APLawrence.com -  Resources for Unix and Linux Systems, Bloggers and the self-employed

If I have to work for an idiot, I might as well work for
© December 1998 Tony Lawrence
myself- Tony Lawrence

There are no problems, only income opportunities- Tony Lawrence

Employment



Somebody once said "I've been rich and I've been poor, and rich is better". I feel that way about being self employed. I've been self-employed since 1977, and although I did take a few years here and there working as an employee, I wouldn't have it any other way.

It isn't all roses, of course. Nor is it necessarily the path to financial security, although I really do believe that you have far more security working for yourself than you do for anyone else. There are good things, there are not so good things.

When magazines run stories about self-employed people, they usually talk only about the great successes (the gal who started in her basement and now owns MegaComp, Inc.) or the failures (the guy who hocked everything he owned and went bankrupt). Those are the extreme. The real story of the self-employed is people quietly supporting themselves at about the same income level as their employed peers, working more or less as long, more or less as hard.

That's the reality: if you work for yourself, you might go bankrupt, or you might get wealthy, but chances are you'll just make the same sort of living you would doing it for someone else.

So why bother? Well, for one thing, there is that chance of making more money, maybe a lot more money. If that's your goal, you probably have a better chance of reaching it on your own than waiting to be promoted to CEO of IBM. That's especially true if your education has been more hard knocks than ivory tower: while people do get promoted on talent and merit, most of the people doing the promoting want to cover their bets by seeing diplomas attached to the experience. If you don't have that sheepskin, being your own boss makes it unimportant.

There's also freedom, and I really think that this is the most important benefit. I don't mean freedom to take vacations when you want or to work the schedule that you like, although those certainly are benefits. What I mean is freedom to control your own destiny.

The most unhappy, stressed out people are those who are responsible for results, but can't do anything to affect or control those results. That's even been shown in animal studies, and there has been some fuss in management circles about "empowerment" and the like with the idea of giving workers more power to make choices and control some aspects of their work environment, thereby making happier workers.
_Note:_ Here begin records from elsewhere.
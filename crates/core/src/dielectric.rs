//! Real-space permittivity sampling on the discretization grid, with plain
//! area averaging or Kottke subpixel averaging at two-material interfaces.

use log::trace;
use num_complex::Complex64;

use crate::error::Result;
use crate::field::Field2D;
use crate::grid::Grid2D;
use crate::lattice::Lattice2D;
use crate::material::{EpsilonTensor, MaterialId, MaterialTable};
use crate::pattern::Pattern;

/// Occupancy at or below this counts as an empty region.
pub const OCCUPANCY_THRESHOLD: f64 = 2.0 * f64::EPSILON;

#[derive(Debug, Clone, Copy, PartialEq, Eq)]
pub enum AveragingMode {
    /// Occupancy-weighted arithmetic mean of every region in the cell.
    AreaWeighted,
    /// Interface-aware averaging where exactly two regions meet.
    Kottke,
}

/// Per-cell permittivity components on one grid, plus the reciprocal of the
/// out-of-plane component.
#[derive(Debug, Clone)]
pub struct DielectricGrids {
    pub grid: Grid2D,
    pub xx: Field2D,
    pub xy: Field2D,
    pub yx: Field2D,
    pub yy: Field2D,
    pub zz: Field2D,
    pub inv_zz: Field2D,
}

impl DielectricGrids {
    fn zeros(grid: Grid2D) -> Self {
        Self {
            grid,
            xx: Field2D::zeros(grid),
            xy: Field2D::zeros(grid),
            yx: Field2D::zeros(grid),
            yy: Field2D::zeros(grid),
            zz: Field2D::zeros(grid),
            inv_zz: Field2D::zeros(grid),
        }
    }

    fn set(&mut self, ix: usize, iy: usize, tensor: &EpsilonTensor, inv_zz: Complex64) {
        self.xx.set(ix, iy, tensor.xx);
        self.xy.set(ix, iy, tensor.xy);
        self.yx.set(ix, iy, tensor.yx);
        self.yy.set(ix, iy, tensor.yy);
        self.zz.set(ix, iy, tensor.zz);
        self.inv_zz.set(ix, iy, inv_zz);
    }

    pub fn tensor_at(&self, ix: usize, iy: usize) -> EpsilonTensor {
        EpsilonTensor {
            xx: self.xx.get(ix, iy),
            xy: self.xy.get(ix, iy),
            yx: self.yx.get(ix, iy),
            yy: self.yy.get(ix, iy),
            zz: self.zz.get(ix, iy),
        }
    }

    pub fn fields_mut(&mut self) -> [&mut Field2D; 6] {
        [
            &mut self.xx,
            &mut self.xy,
            &mut self.yx,
            &mut self.yy,
            &mut self.zz,
            &mut self.inv_zz,
        ]
    }
}

/// Sample a layer's permittivity on `grid`.
pub fn sample_layer(
    pattern: &dyn Pattern,
    background: MaterialId,
    materials: &MaterialTable,
    lattice: &Lattice2D,
    grid: Grid2D,
    mode: AveragingMode,
) -> Result<DielectricGrids> {
    let regions = pattern.shape_count() + 1;
    let mut tensors = Vec::with_capacity(regions);
    tensors.push(materials.get(background)?.tensor());
    for shape in 0..pattern.shape_count() {
        tensors.push(materials.get(pattern.shape_material(shape))?.tensor());
    }

    let mut grids = DielectricGrids::zeros(grid);
    let mut occupancy = vec![0.0; regions];
    let mut present = Vec::with_capacity(regions);
    let mut interface_cells = 0usize;

    for iy in 0..grid.ny {
        for ix in 0..grid.nx {
            pattern.discretize_cell(grid, [ix, iy], &mut occupancy);
            present.clear();
            present.extend((0..regions).filter(|&slot| occupancy[slot] > OCCUPANCY_THRESHOLD));

            let tensor = match present.as_slice() {
                [] => tensors[0],
                [only] => tensors[*only],
                [outer, inner] if mode == AveragingMode::Kottke => {
                    let point = lattice.fractional_to_cartesian(grid.cell_center(ix, iy));
                    match pattern
                        .interface_normal(inner - 1, point)
                        .filter(|n| n[0] != 0.0 || n[1] != 0.0)
                    {
                        Some(normal) => {
                            interface_cells += 1;
                            let total = occupancy[*inner] + occupancy[*outer];
                            kottke_average(
                                &tensors[*inner],
                                &tensors[*outer],
                                occupancy[*inner] / total,
                                normal,
                            )
                        }
                        None => area_average(&tensors, &occupancy, &present),
                    }
                }
                _ => area_average(&tensors, &occupancy, &present),
            };

            let inv_zz = if present.len() <= 1 {
                tensor.zz.inv()
            } else {
                let total: f64 = present.iter().map(|&slot| occupancy[slot]).sum();
                present
                    .iter()
                    .map(|&slot| tensors[slot].zz.inv() * occupancy[slot])
                    .sum::<Complex64>()
                    / total
            };
            grids.set(ix, iy, &tensor, inv_zz);
        }
    }
    trace!(
        "sampled {}x{} permittivity grid ({:?}, {} Kottke cells)",
        grid.nx,
        grid.ny,
        mode,
        interface_cells
    );
    Ok(grids)
}

fn area_average(tensors: &[EpsilonTensor], occupancy: &[f64], present: &[usize]) -> EpsilonTensor {
    let total: f64 = present.iter().map(|&slot| occupancy[slot]).sum();
    present
        .iter()
        .fold(EpsilonTensor::ZERO, |acc, &slot| {
            acc.add(&tensors[slot].scaled(occupancy[slot] / total))
        })
}

type Block = [Complex64; 4];

/// Kottke average of two tensors meeting at an interface with unit normal
/// `normal`. `fill` is the fraction of the cell occupied by `inner`.
///
/// The in-plane blocks are rotated into the normal frame, averaged through
/// the tau transform (which makes the normal component a harmonic mean and
/// the tangential components arithmetic means) and rotated back. `zz` is the
/// arithmetic mean.
pub fn kottke_average(
    inner: &EpsilonTensor,
    outer: &EpsilonTensor,
    fill: f64,
    normal: [f64; 2],
) -> EpsilonTensor {
    if fill <= 0.0 {
        return *outer;
    }
    if fill >= 1.0 {
        return *inner;
    }
    let len = normal[0].hypot(normal[1]);
    let n = [normal[0] / len, normal[1] / len];

    let a = tau(&to_normal_frame(&inner.in_plane(), n));
    let b = tau(&to_normal_frame(&outer.in_plane(), n));
    let mut mixed = [Complex64::ZERO; 4];
    for k in 0..4 {
        mixed[k] = a[k] * fill + b[k] * (1.0 - fill);
    }
    let block = to_normal_frame(&inverse_tau(&mixed), [n[0], -n[1]]);
    let zz = inner.zz * fill + outer.zz * (1.0 - fill);
    EpsilonTensor::with_in_plane(block, zz)
}

/// `Rᵀ M R` with `R = [[n0, −n1], [n1, n0]]`.
fn to_normal_frame(m: &Block, n: [f64; 2]) -> Block {
    let r = [n[0], -n[1], n[1], n[0]];
    let mr = [
        m[0] * r[0] + m[1] * r[2],
        m[0] * r[1] + m[1] * r[3],
        m[2] * r[0] + m[3] * r[2],
        m[2] * r[1] + m[3] * r[3],
    ];
    [
        mr[0] * r[0] + mr[2] * r[2],
        mr[1] * r[0] + mr[3] * r[2],
        mr[0] * r[1] + mr[2] * r[3],
        mr[1] * r[1] + mr[3] * r[3],
    ]
}

fn tau(e: &Block) -> Block {
    let inv = e[0].inv();
    [-inv, e[1] * inv, e[2] * inv, e[3] - e[2] * e[1] * inv]
}

fn inverse_tau(t: &Block) -> Block {
    let inv = t[0].inv();
    [-inv, -t[1] * inv, -t[2] * inv, t[3] - t[2] * t[1] * inv]
}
The happiest people, of course, are those who can control their environment. That's just natural; we like to make choices. Most people get to do that fully only in their personal lives. We understand that all those choices won't be the best, that some of them will turn out badly, but we still want to make them ourselves. We choose our own friends, we choose our favorite foods, we choose our own hobbies, and most of us wouldn't want it any other way.

In the workplace, however, no matter how "empowered" you are, most folks don't really get to make their own choices. Someone above you, often a faceless someone, is making decisions that can drastically affect your life, and you don't have much control at all.
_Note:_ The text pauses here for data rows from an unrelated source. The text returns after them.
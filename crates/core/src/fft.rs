//! 2D complex FFT engine built on rustfft.
//!
//! The planner is a process-wide resource: `init`/`teardown` bracket its
//! lifetime and plan creation/destruction are serialized by a single lock.
//! Executing a plan never takes the lock, so independent solves can transform
//! concurrently once their plans exist.

use std::sync::Arc;

use log::trace;
use num_complex::Complex64;
use parking_lot::Mutex;
use rustfft::{Fft, FftPlanner};

pub use rustfft::FftDirection;

use crate::error::{RcwaError, Result};
use crate::field::Field2D;
use crate::grid::Grid2D;

static PLANNER: Mutex<Option<FftPlanner<f64>>> = Mutex::new(None);

/// Initialize the process-wide planner. Calling it more than once is a no-op;
/// plan creation initializes lazily if this was never called.
pub fn init() {
    let mut planner = PLANNER.lock();
    if planner.is_none() {
        *planner = Some(FftPlanner::new());
    }
}

/// Release every cached twiddle table and algorithm held by the planner.
/// Live plans stay valid; the next plan creation re-initializes.
pub fn teardown() {
    PLANNER.lock().take();
}

/// Smallest `m >= n` whose only prime factors are 2, 3 and 5.
pub fn next_fast_size(n: usize) -> usize {
    let mut candidate = n.max(1);
    loop {
        let mut m = candidate;
        for factor in [2, 3, 5] {
            while m % factor == 0 {
                m /= factor;
            }
        }
        if m == 1 {
            return candidate;
        }
        candidate += 1;
    }
}

struct PlanKernels {
    rows: Arc<dyn Fft<f64>>,
    cols: Arc<dyn Fft<f64>>,
}

/// A planned 2D transform of fixed size and direction. `Inverse` is
/// unnormalized.
pub struct FftPlan2D {
    grid: Grid2D,
    direction: FftDirection,
    kernels: Option<PlanKernels>,
}

impl FftPlan2D {
    pub fn new(grid: Grid2D, direction: FftDirection) -> Result<Self> {
        if grid.nx == 0 || grid.ny == 0 {
            return Err(RcwaError::FftPlan(format!(
                "grid {}x{} has a zero dimension",
                grid.nx, grid.ny
            )));
        }
        let kernels = {
            let mut guard = PLANNER.lock();
            let planner = guard.get_or_insert_with(FftPlanner::new);
            PlanKernels {
                rows: planner.plan_fft(grid.nx, direction),
                cols: planner.plan_fft(grid.ny, direction),
            }
        };
        trace!("planned {:?} FFT on {}x{} grid", direction, grid.nx, grid.ny);
        Ok(Self {
            grid,
            direction,
            kernels: Some(kernels),
        })
    }

    pub fn grid(&self) -> Grid2D {
        self.grid
    }

    pub fn direction(&self) -> FftDirection {
        self.direction
    }

    /// Transform `input` into `output`; `input` is left untouched.
    pub fn execute(&self, input: &Field2D, output: &mut Field2D) -> Result<()> {
        self.check_grid(input.grid())?;
        self.check_grid(output.grid())?;
        output.as_mut_slice().copy_from_slice(input.as_slice());
        self.execute_in_place(output)
    }

    pub fn execute_in_place(&self, buffer: &mut Field2D) -> Result<()> {
        self.check_grid(buffer.grid())?;
        let kernels = self
            .kernels
            .as_ref()
            .ok_or_else(|| RcwaError::FftPlan("plan was already destroyed".into()))?;
        let (nx, ny) = (self.grid.nx, self.grid.ny);
        let data = buffer.as_mut_slice();

        let scratch_len = kernels
            .rows
            .get_inplace_scratch_len()
            .max(kernels.cols.get_inplace_scratch_len());
        let mut scratch = vec![Complex64::default(); scratch_len];

        // Rows are contiguous, so one call processes all of them.
        if nx > 1 {
            kernels.rows.process_with_scratch(data, &mut scratch);
        }

        if ny > 1 {
            let mut column = vec![Complex64::default(); ny];
            for ix in 0..nx {
                for (iy, value) in column.iter_mut().enumerate() {
                    *value = data[iy * nx + ix];
                }
                kernels.cols.process_with_scratch(&mut column, &mut scratch);
                for (iy, value) in column.iter().enumerate() {
                    data[iy * nx + ix] = *value;
                }
            }
        }
        Ok(())
    }

    fn check_grid(&self, grid: Grid2D) -> Result<()> {
        if grid != self.grid {
            return Err(RcwaError::FftPlan(format!(
                "buffer grid {}x{} does not match plan grid {}x{}",
                grid.nx, grid.ny, self.grid.nx, self.grid.ny
            )));
        }
        Ok(())
    }
}

impl Drop for FftPlan2D {
    fn drop(&mut self) {
        let _guard = PLANNER.lock();
        drop(self.kernels.take());
    }
}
Unless you work for yourself, of course. Then you have total control, and (of course) total responsibility.

That responsibility sometimes scares people. I know, I've been through it: I'm not good enough, I'm not smart enough, I don't know enough. I'll never make it. Consider this, though:

If you are good enough that someone else will employ you, you are good enough to work for yourself.

It just makes sense: your boss needs to you do a job. Obviously you are good enough so that boss was willing to hire you. If that's true, his customers (or other customers just like them) will be willing to "hire" you, too.
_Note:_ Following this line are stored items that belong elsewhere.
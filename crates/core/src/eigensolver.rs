//! Dense eigensystems of a layer's coupling matrix.
//!
//! Both solvers go through `faer`: the general complex eigendecomposition,
//! and the self-adjoint one for Hermitian matrices, which keeps eigenvalues
//! real and eigenvectors orthonormal.

use log::debug;
use num_complex::Complex64;

use crate::error::{RcwaError, Result};
use crate::matrix::CMatrix;

/// `values[k]` pairs with column `k` of `vectors` (`dim × count`).
#[derive(Debug, Clone, PartialEq)]
pub struct Eigenpairs {
    pub values: Vec<Complex64>,
    pub vectors: CMatrix,
}

impl Eigenpairs {
    pub fn len(&self) -> usize {
        self.values.len()
    }

    pub fn is_empty(&self) -> bool {
        self.values.is_empty()
    }

    pub fn vector(&self, k: usize) -> &[Complex64] {
        self.vectors.column(k)
    }

    /// Reorder by ascending real part, ties broken by imaginary part.
    pub fn sort_by_real_part(&mut self) {
        let mut order: Vec<usize> = (0..self.values.len()).collect();
        order.sort_by(|&a, &b| {
            let (x, y) = (self.values[a], self.values[b]);
            x.re.total_cmp(&y.re).then(x.im.total_cmp(&y.im))
        });
        let values = order.iter().map(|&k| self.values[k]).collect();
        let vectors = CMatrix::from_fn(self.vectors.rows(), order.len(), |i, k| {
            self.vectors[(i, order[k])]
        });
        self.values = values;
        self.vectors = vectors;
    }
}

fn check_input(count: usize, matrix: &CMatrix) -> Result<()> {
    if !matrix.is_square() {
        return Err(RcwaError::invalid_argument(
            2,
            format!("matrix is {}x{}, expected square", matrix.rows(), matrix.cols()),
        ));
    }
    if count > matrix.rows() {
        return Err(RcwaError::invalid_argument(
            1,
            format!("requested {count} eigenpairs of a {0}x{0} matrix", matrix.rows()),
        ));
    }
    if !matrix.is_finite() {
        return Err(RcwaError::invalid_argument(2, "matrix has non-finite entries"));
    }
    Ok(())
}

/// First `count` eigenpairs of a general complex matrix, in the order the
/// decomposition produces them. Eigenvectors have unit 2-norm.
pub fn eigensystem(count: usize, matrix: &CMatrix) -> Result<Eigenpairs> {
    check_input(count, matrix)?;
    let n = matrix.rows();
    if count == 0 || n == 0 {
        return Ok(Eigenpairs {
            values: Vec::new(),
            vectors: CMatrix::zeros(n, 0),
        });
    }

    let decomposition = matrix.to_faer().eigendecomposition::<faer::complex_native::c64>();
    let s = decomposition.s().column_vector();
    let u = decomposition.u();

    let mut values = Vec::with_capacity(count);
    let mut vectors = CMatrix::zeros(n, count);
    for k in 0..count {
        let lambda = s.read(k);
        values.push(Complex64::new(lambda.re, lambda.im));
        let mut norm_sq = 0.0;
        for i in 0..n {
            let z = u.read(i, k);
            let z = Complex64::new(z.re, z.im);
            norm_sq += z.norm_sqr();
            vectors[(i, k)] = z;
        }
        let norm = norm_sq.sqrt();
        if norm > 0.0 {
            for i in 0..n {
                vectors[(i, k)] /= norm;
            }
        }
    }

    if values.iter().any(|z| !(z.re.is_finite() && z.im.is_finite())) || !vectors.is_finite() {
        return Err(RcwaError::NoConvergence {
            context: format!("general eigendecomposition of a {n}x{n} matrix"),
        });
    }
    debug!("computed {count} of {n} eigenpairs (general)");
    Ok(Eigenpairs { values, vectors })
}

/// First `count` eigenpairs of the Hermitian part of `matrix`, by descending
/// eigenvalue. Eigenvalues are returned with zero imaginary part.
pub fn hermitian_eigensystem(count: usize, matrix: &CMatrix) -> Result<Eigenpairs> {
    check_input(count, matrix)?;
    let n = matrix.rows();
    if count == 0 || n == 0 {
        return Ok(Eigenpairs {
            values: Vec::new(),
            vectors: CMatrix::zeros(n, 0),
        });
    }

    let hermitian = CMatrix::from_fn(n, n, |i, j| 0.5 * (matrix[(i, j)] + matrix[(j, i)].conj()));
    let decomposition = hermitian
        .to_faer()
        .selfadjoint_eigendecomposition(faer::Side::Lower);
    let s = decomposition.s().column_vector();
    let u = decomposition.u();

    // faer orders eigenvalues ascending.
    let mut values = Vec::with_capacity(count);
    let mut vectors = CMatrix::zeros(n, count);
    for k in 0..count {
        let source = n - 1 - k;
        values.push(Complex64::new(s.read(source).re, 0.0));
        for i in 0..n {
            let z = u.read(i, source);
            vectors[(i, k)] = Complex64::new(z.re, z.im);
        }
    }

    if values.iter().any(|z| !z.re.is_finite()) || !vectors.is_finite() {
        return Err(RcwaError::NoConvergence {
            context: format!("self-adjoint eigendecomposition of a {n}x{n} matrix"),
        });
    }
    debug!("computed {count} of {n} eigenpairs (Hermitian)");
    Ok(Eigenpairs { values, vectors })
}
//! Contract between the factorization engine and a layer's geometry.
//!
//! A pattern is an ordered list of shapes, each tagged with a material. Value
//! tables passed to [`Pattern::fourier_transform`] and occupancy slices filled
//! by [`Pattern::discretize_cell`] use one slot per region: slot 0 is the
//! background and shape `i` lives in slot `i + 1`. When shapes overlap, the
//! one with the larger index wins.

use num_complex::Complex64;

use crate::grid::Grid2D;
use crate::lattice::Dimensionality;
use crate::material::MaterialId;

/// Closest material interface to a point.
#[derive(Debug, Clone, Copy, PartialEq)]
pub struct InterfaceSample {
    /// Unit normal pointing out of the shape owning the interface.
    pub normal: [f64; 2],
    /// Distance from the query point to the interface.
    pub distance: f64,
}

pub trait Pattern {
    fn shape_count(&self) -> usize;

    fn shape_material(&self, shape: usize) -> MaterialId;

    /// Fourier coefficient at spatial frequency `frequency` (cycles per unit
    /// length) of the piecewise-constant function taking `values[0]` in the
    /// background and `values[i + 1]` inside shape `i`, normalized by
    /// `cell_size`: `(1/A) ∫ v(x) e^{-2πi f·x} dA`.
    fn fourier_transform(
        &self,
        values: &[Complex64],
        frequency: [f64; 2],
        dimensionality: Dimensionality,
        cell_size: f64,
    ) -> Complex64;

    /// Fraction of grid cell `cell` covered by each region, written into
    /// `occupancy` (length `shape_count() + 1`). Cell `(ix, iy)` is centred on
    /// fractional point `(ix/nx, iy/ny)`.
    fn discretize_cell(&self, grid: Grid2D, cell: [usize; 2], occupancy: &mut [f64]);

    /// Outward unit normal of shape `shape` nearest to the Cartesian `point`,
    /// or `None` where the normal is undefined.
    fn interface_normal(&self, shape: usize, point: [f64; 2]) -> Option<[f64; 2]>;

    /// Closest interface of any shape to the Cartesian `point`.
    fn nearest_interface(&self, point: [f64; 2]) -> Option<InterfaceSample>;
}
And that is where true security comes from. When you are an employee, your security comes from the opinions and needs of a handful of people, sometimes even just one person. If they decide that you aren't doing the job they want, or that their needs have changed, your security just disappears instantly. But if it comes from a dozen, a hundred, or a few thousand customers, then the loss of one who doesn't like you, or whose needs have just outgrown you, isn't important. Your income may drop a little this month, but it doesn't stop, and there is always a new customer just around the corner. That's real security.


In case you still think it's about money:

Some of us are entrepeneurial not for love of money or self, but because we don't like group-think and prefer to be independent.

I know that for many, many people, there doesn't seem to be any other choice but serfdom. You have bills to pay, children to care for, a lifestyle you don't want to lose. You trade your freedom for security.

At one time in human history, all of us were entrepeneurs in some sense. In another sense, of course, we were tied to small groups even more strongly than you are tied to your employer. Hard to say whether you are more or less free, but I am definitely MORE free than most people have been able to be at any time in human history.

I can't speak for others, but for me, the desire for freedom, the ability to pilot my own course, and the avoidance of petty strictures is why I am independently employed. It isn't an easy life always, but I realized early on that I couldn't improve it by enslaving other people (I know that seems like a very harsh word, but that is how I view most employment).

I did have daydreams about being successful enough where I could create a worker's utopia - where the people who worked for me would enjoy independence and freedom. Gosh what a lovely picture. I soon realized that can never be because those that COULD be part of such an environment are perfectly capable of creating it themselves and those who are not don't want it: they want the safety of someone else controlling their lives. That this "safety" is a false promise is obvious, yet people believe it.. but I'm rambling :-)

Anyway, not all of us are money-grubbing selfish bastards. Some of us are crazy libertarian wishful-utopian but practical realist bastards.

If you are self employed, you might also be interested in the Sohodojo and Free Agent Nation.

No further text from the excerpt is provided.